## Collected data:
---

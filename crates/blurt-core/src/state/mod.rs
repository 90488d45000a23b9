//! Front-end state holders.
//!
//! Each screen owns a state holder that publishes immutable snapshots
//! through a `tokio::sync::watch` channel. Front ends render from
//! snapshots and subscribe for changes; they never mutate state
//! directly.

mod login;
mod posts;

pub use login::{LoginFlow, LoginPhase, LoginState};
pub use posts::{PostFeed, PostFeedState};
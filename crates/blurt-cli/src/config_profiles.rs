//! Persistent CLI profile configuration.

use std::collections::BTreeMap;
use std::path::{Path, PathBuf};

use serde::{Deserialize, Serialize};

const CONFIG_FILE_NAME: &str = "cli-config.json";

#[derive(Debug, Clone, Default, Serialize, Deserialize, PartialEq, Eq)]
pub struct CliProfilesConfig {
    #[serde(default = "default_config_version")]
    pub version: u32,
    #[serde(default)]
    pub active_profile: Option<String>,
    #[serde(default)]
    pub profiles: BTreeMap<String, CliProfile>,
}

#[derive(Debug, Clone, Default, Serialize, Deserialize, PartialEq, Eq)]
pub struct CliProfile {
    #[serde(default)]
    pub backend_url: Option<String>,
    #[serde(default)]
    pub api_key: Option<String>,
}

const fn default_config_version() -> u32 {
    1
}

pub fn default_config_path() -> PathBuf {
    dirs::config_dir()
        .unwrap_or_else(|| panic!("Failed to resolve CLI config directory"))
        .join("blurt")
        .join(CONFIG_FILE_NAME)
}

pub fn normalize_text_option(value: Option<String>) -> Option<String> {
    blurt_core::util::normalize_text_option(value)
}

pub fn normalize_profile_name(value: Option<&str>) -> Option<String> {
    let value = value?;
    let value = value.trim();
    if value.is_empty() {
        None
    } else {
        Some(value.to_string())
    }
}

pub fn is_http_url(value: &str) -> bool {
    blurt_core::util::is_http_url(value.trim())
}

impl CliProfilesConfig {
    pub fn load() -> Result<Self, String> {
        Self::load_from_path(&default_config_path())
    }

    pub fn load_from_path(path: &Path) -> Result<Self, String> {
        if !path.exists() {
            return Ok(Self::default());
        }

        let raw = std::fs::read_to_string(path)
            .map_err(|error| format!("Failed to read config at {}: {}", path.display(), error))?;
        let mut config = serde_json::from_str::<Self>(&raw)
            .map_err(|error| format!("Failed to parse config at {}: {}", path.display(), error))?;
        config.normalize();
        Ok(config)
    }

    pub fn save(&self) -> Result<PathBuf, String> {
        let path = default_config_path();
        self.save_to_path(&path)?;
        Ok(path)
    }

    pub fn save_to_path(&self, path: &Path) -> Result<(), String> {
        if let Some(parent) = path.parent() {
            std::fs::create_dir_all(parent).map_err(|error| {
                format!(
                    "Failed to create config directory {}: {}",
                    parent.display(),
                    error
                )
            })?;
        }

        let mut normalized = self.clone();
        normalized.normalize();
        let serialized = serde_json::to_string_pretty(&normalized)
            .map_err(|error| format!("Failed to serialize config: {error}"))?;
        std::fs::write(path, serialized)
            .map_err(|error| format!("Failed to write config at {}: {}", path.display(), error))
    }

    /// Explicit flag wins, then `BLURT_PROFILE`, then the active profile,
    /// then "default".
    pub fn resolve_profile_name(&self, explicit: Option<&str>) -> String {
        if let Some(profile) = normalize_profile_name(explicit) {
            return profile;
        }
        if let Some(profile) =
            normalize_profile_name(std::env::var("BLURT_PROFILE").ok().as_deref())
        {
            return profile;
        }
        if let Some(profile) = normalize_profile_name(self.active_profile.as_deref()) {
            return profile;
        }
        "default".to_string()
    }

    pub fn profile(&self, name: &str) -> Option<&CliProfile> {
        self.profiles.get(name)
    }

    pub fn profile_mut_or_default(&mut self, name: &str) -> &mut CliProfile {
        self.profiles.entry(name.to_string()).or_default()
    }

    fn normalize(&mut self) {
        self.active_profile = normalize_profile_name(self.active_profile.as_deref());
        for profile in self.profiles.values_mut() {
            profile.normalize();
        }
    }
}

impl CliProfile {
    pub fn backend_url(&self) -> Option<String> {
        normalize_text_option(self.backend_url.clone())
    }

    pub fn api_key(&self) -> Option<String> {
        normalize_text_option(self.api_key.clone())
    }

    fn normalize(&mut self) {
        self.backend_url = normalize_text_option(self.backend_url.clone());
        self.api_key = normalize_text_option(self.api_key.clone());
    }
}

---

## Exercise description:
The data must be given again in full, exactly as written.

## Answer area:
filename crates/blurt-core/src/state/mod.rs
repository 90488d45000a23b9
//! Front-end state holders.
//!
//! Each screen owns a state holder that publishes immutable snapshots
//! through a `tokio::sync::watch` channel. Front ends render from
//! snapshots and subscribe for changes; they never mutate state
//! directly.

mod login;
mod posts;

pub use login::{LoginFlow, LoginPhase, LoginState};
pub use posts::{PostFeed, PostFeedState};
filename crates/blurt-cli/src/config_profiles.rs
//! Persistent CLI profile configuration.

use std::collections::BTreeMap;
use std::path::{Path, PathBuf};

use serde::{Deserialize, Serialize};

const CONFIG_FILE_NAME: &str = "cli-config.json";

#[derive(Debug, Clone, Default, Serialize, Deserialize, PartialEq, Eq)]
pub struct CliProfilesConfig {
    #[serde(default = "default_config_version")]
    pub version: u32,
    #[serde(default)]
    pub active_profile: Option<String>,
    #[serde(default)]
    pub profiles: BTreeMap<String, CliProfile>,
}

#[derive(Debug, Clone, Default, Serialize, Deserialize, PartialEq, Eq)]
pub struct CliProfile {
    #[serde(default)]
    pub backend_url: Option<String>,
    #[serde(default)]
    pub api_key: Option<String>,
}

const fn default_config_version() -> u32 {
    1
}

pub fn default_config_path() -> PathBuf {
    dirs::config_dir()
        .unwrap_or_else(|| panic!("Failed to resolve CLI config directory"))
        .join("blurt")
        .join(CONFIG_FILE_NAME)
}

pub fn normalize_text_option(value: Option<String>) -> Option<String> {
    blurt_core::util::normalize_text_option(value)
}

pub fn normalize_profile_name(value: Option<&str>) -> Option<String> {
    let value = value?;
    let value = value.trim();
    if value.is_empty() {
        None
    } else {
        Some(value.to_string())
    }
}

pub fn is_http_url(value: &str) -> bool {
    blurt_core::util::is_http_url(value.trim())
}

impl CliProfilesConfig {
    pub fn load() -> Result<Self, String> {
        Self::load_from_path(&default_config_path())
    }

    pub fn load_from_path(path: &Path) -> Result<Self, String> {
        if !path.exists() {
            return Ok(Self::default());
        }

        let raw = std::fs::read_to_string(path)
            .map_err(|error| format!("Failed to read config at {}: {}", path.display(), error))?;
        let mut config = serde_json::from_str::<Self>(&raw)
            .map_err(|error| format!("Failed to parse config at {}: {}", path.display(), error))?;
        config.normalize();
        Ok(config)
    }

    pub fn save(&self) -> Result<PathBuf, String> {
        let path = default_config_path();
        self.save_to_path(&path)?;
        Ok(path)
    }

    pub fn save_to_path(&self, path: &Path) -> Result<(), String> {
        if let Some(parent) = path.parent() {
            std::fs::create_dir_all(parent).map_err(|error| {
                format!(
                    "Failed to create config directory {}: {}",
                    parent.display(),
                    error
                )
            })?;
        }

        let mut normalized = self.clone();
        normalized.normalize();
        let serialized = serde_json::to_string_pretty(&normalized)
            .map_err(|error| format!("Failed to serialize config: {error}"))?;
        std::fs::write(path, serialized)
            .map_err(|error| format!("Failed to write config at {}: {}", path.display(), error))
    }

    /// Explicit flag wins, then `BLURT_PROFILE`, then the active profile,
    /// then "default".
    pub fn resolve_profile_name(&self, explicit: Option<&str>) -> String {
        if let Some(profile) = normalize_profile_name(explicit) {
            return profile;
        }
        if let Some(profile) =
            normalize_profile_name(std::env::var("BLURT_PROFILE").ok().as_deref())
        {
            return profile;
        }
        if let Some(profile) = normalize_profile_name(self.active_profile.as_deref()) {
            return profile;
        }
        "default".to_string()
    }

    pub fn profile(&self, name: &str) -> Option<&CliProfile> {
        self.profiles.get(name)
    }

    pub fn profile_mut_or_default(&mut self, name: &str) -> &mut CliProfile {
        self.profiles.entry(name.to_string()).or_default()
    }

    fn normalize(&mut self) {
        self.active_profile = normalize_profile_name(self.active_profile.as_deref());
        for profile in self.profiles.values_mut() {
            profile.normalize();
        }
    }
}

impl CliProfile {
    pub fn backend_url(&self) -> Option<String> {
        normalize_text_option(self.backend_url.clone())
    }

    pub fn api_key(&self) -> Option<String> {
        normalize_text_option(self.api_key.clone())
    }

    fn normalize(&mut self) {
        self.backend_url = normalize_text_option(self.backend_url.clone());
        self.api_key = normalize_text_option(self.api_key.clone());
    }
}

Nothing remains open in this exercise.